A route to enantiopure heteroleptic ruthenocenyl derivatives has been found; the diastereoselective addition of MeLi to (R)-CyCH(Me)N(Me)CHC5H4 (de = 74%), followed by a transmetalation reaction with either [Cp*Ru(μ3-Cl)]4 or [(p-cymene)RuCl2]2/KPF6, afforded the heteroleptic complexes (S,R)-[Cp*Ru(η5-C5H4CH(Me)N(Me)CH(Me)Cy)], 6, or (S,R)-[(p-cymene)Ru(η5-C5H4CH(Me)N(Me)CH(Me)Cy)]+PF6-, 5, in 93% and 72% yields, respectively.
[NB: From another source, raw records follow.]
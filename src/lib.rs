//! Sharded key-value storage with a read-through cache in front.
//!
//! A [`ShardManager`] spreads keys over many independent backing stores by
//! CRC-32 of the key, so each shard owns a disjoint slice of the keyspace.
//! A [`CachedStore`] can wrap the manager (or any other [`KeyValueStore`])
//! to absorb hot-key reads.
//!
//! ```no_run
//! use shardkv::{CacheConfig, CachedStore, KeyValueStore, ShardConfig, ShardManager};
//!
//! let shards = ShardManager::open("/var/lib/node/chaindata", ShardConfig::default())?;
//! let store = CachedStore::new(shards, CacheConfig::default())?;
//! store.put(b"block-1", b"header")?;
//! assert_eq!(store.get(b"block-1")?, Some(b"header".to_vec()));
//! # Ok::<(), shardkv::Error>(())
//! ```

pub mod cache;
pub mod config;
pub mod error;
pub mod iterator;
pub mod logging;
pub mod overrides;
pub mod sharding;
pub mod storage;
pub mod write_batch;

pub use cache::{CacheStats, CachedStore};
pub use config::{CacheConfig, ShardConfig, StoreConfig};
pub use error::{Error, Result};
pub use iterator::{KvIterator, MergedIterator};
pub use overrides::LocalOverrides;
pub use sharding::{route, ShardBatch, ShardManager};
pub use storage::{MemoryStore, SledStore};
pub use write_batch::{BatchOperation, WriteBatch};

/// Key range accepted by [`KeyValueStore::iter_range`].
#[derive(Debug, Clone, PartialEq, Eq)]
pub enum KeyRange {
    /// Whole keyspace.
    All,
    /// Keys greater than or equal to the start key.
    From(Vec<u8>),
    /// Keys beginning with the prefix.
    Prefix(Vec<u8>),
}

impl KeyRange {
    pub fn contains(&self, key: &[u8]) -> bool {
        match self {
            KeyRange::All => true,
            KeyRange::From(start) => key >= start.as_slice(),
            KeyRange::Prefix(prefix) => key.starts_with(prefix),
        }
    }
}

/// The key-value contract shared by single stores, the shard manager and the cache.
///
/// Every implementation can stand in for any other, so a cache may wrap a
/// shard manager or a single unsharded store.
pub trait KeyValueStore: Send + Sync {
    fn has(&self, key: &[u8]) -> Result<bool>;

    /// `Ok(None)` means the key is absent; errors are reserved for failures.
    fn get(&self, key: &[u8]) -> Result<Option<Vec<u8>>>;

    fn put(&self, key: &[u8], value: &[u8]) -> Result<()>;

    fn delete(&self, key: &[u8]) -> Result<()>;

    fn new_batch(&self) -> Box<dyn Batch + '_>;

    /// Ordered cursor over the keys inside `range`.
    fn iter_range(&self, range: KeyRange) -> Result<KvIterator<'_>>;

    fn new_iterator(&self) -> Result<KvIterator<'_>> {
        self.iter_range(KeyRange::All)
    }

    fn new_iterator_with_start(&self, start: &[u8]) -> Result<KvIterator<'_>> {
        self.iter_range(KeyRange::From(start.to_vec()))
    }

    fn new_iterator_with_prefix(&self, prefix: &[u8]) -> Result<KvIterator<'_>> {
        self.iter_range(KeyRange::Prefix(prefix.to_vec()))
    }

    fn stat(&self, property: &str) -> Result<String>;

    /// Compacts `[start, limit)`. `None` start means the first key, `None`
    /// limit means past the last key.
    fn compact(&self, start: Option<&[u8]>, limit: Option<&[u8]>) -> Result<()>;

    fn close(&self) -> Result<()>;
}

/// Write-only buffer that reaches its store on [`Batch::write`].
pub trait Batch: Send {
    fn put(&mut self, key: &[u8], value: &[u8]) -> Result<()>;

    fn delete(&mut self, key: &[u8]) -> Result<()>;

    /// Number of buffered operations.
    fn len(&self) -> usize;

    fn is_empty(&self) -> bool {
        self.len() == 0
    }

    /// Approximate bytes buffered.
    fn value_size(&self) -> usize;

    fn write(&self) -> Result<()>;

    fn reset(&mut self);
}

impl<T: KeyValueStore + ?Sized> KeyValueStore for std::sync::Arc<T> {
    fn has(&self, key: &[u8]) -> Result<bool> {
        (**self).has(key)
    }

    fn get(&self, key: &[u8]) -> Result<Option<Vec<u8>>> {
        (**self).get(key)
    }

    fn put(&self, key: &[u8], value: &[u8]) -> Result<()> {
        (**self).put(key, value)
    }

    fn delete(&self, key: &[u8]) -> Result<()> {
        (**self).delete(key)
    }

    fn new_batch(&self) -> Box<dyn Batch + '_> {
        (**self).new_batch()
    }

    fn iter_range(&self, range: KeyRange) -> Result<KvIterator<'_>> {
        (**self).iter_range(range)
    }

    fn stat(&self, property: &str) -> Result<String> {
        (**self).stat(property)
    }

    fn compact(&self, start: Option<&[u8]>, limit: Option<&[u8]>) -> Result<()> {
        (**self).compact(start, limit)
    }

    fn close(&self) -> Result<()> {
        (**self).close()
    }
}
Whereas 5 displayed a somewhat inert behavior, 6 reacted with NHMe2, in acetic acid, to afford its dimethylamino congener (S)-7 in 93% yield. The latter was converted in two steps into the bis(phosphine) derivatives (S)-(R)-Cp*RuC5H3CH(Me)PCy2PPh2-2, (S)-(R)-9, and (S)-(R)-Cp*RuC5H3CH(Me)PC8H14PPh2-2, (S)-(R)-10, and into the P,N derivative (S)-(R)-Cp*RuC5H3CH(Me){N2C3HMe2-3,5)PPh2}-1,2, (S)-(R)-11. These products were obtained in >99% ee after recrystallization. The ruthenocenyl derivatives were probed for their use as chiral ligands for the palladium-catalyzed enantioselective allylic alkylation and the rhodium catalyzed hydroboration reactions. By employing the ruthenocenylpyrazole (S)-(R)-11, styrene was converted to (S)-1-phenylethanol with 87% ee, whereas its isostructural ferrocenyl congener (S)-(R)-16 afforded 94% ee. The following compounds were characterized by X-ray diffraction: (S,R)-5, (S)-(R)-9, (S)-(R)-10, [((S*)-(R*)-14)Pd(η3-C3H5)]+[OTf]- ((S*)-(R*)-12), and [((S*)-(R*)-9)Pd(η3-C3H5)]+[OTf]- ((S*)-(R*)-13).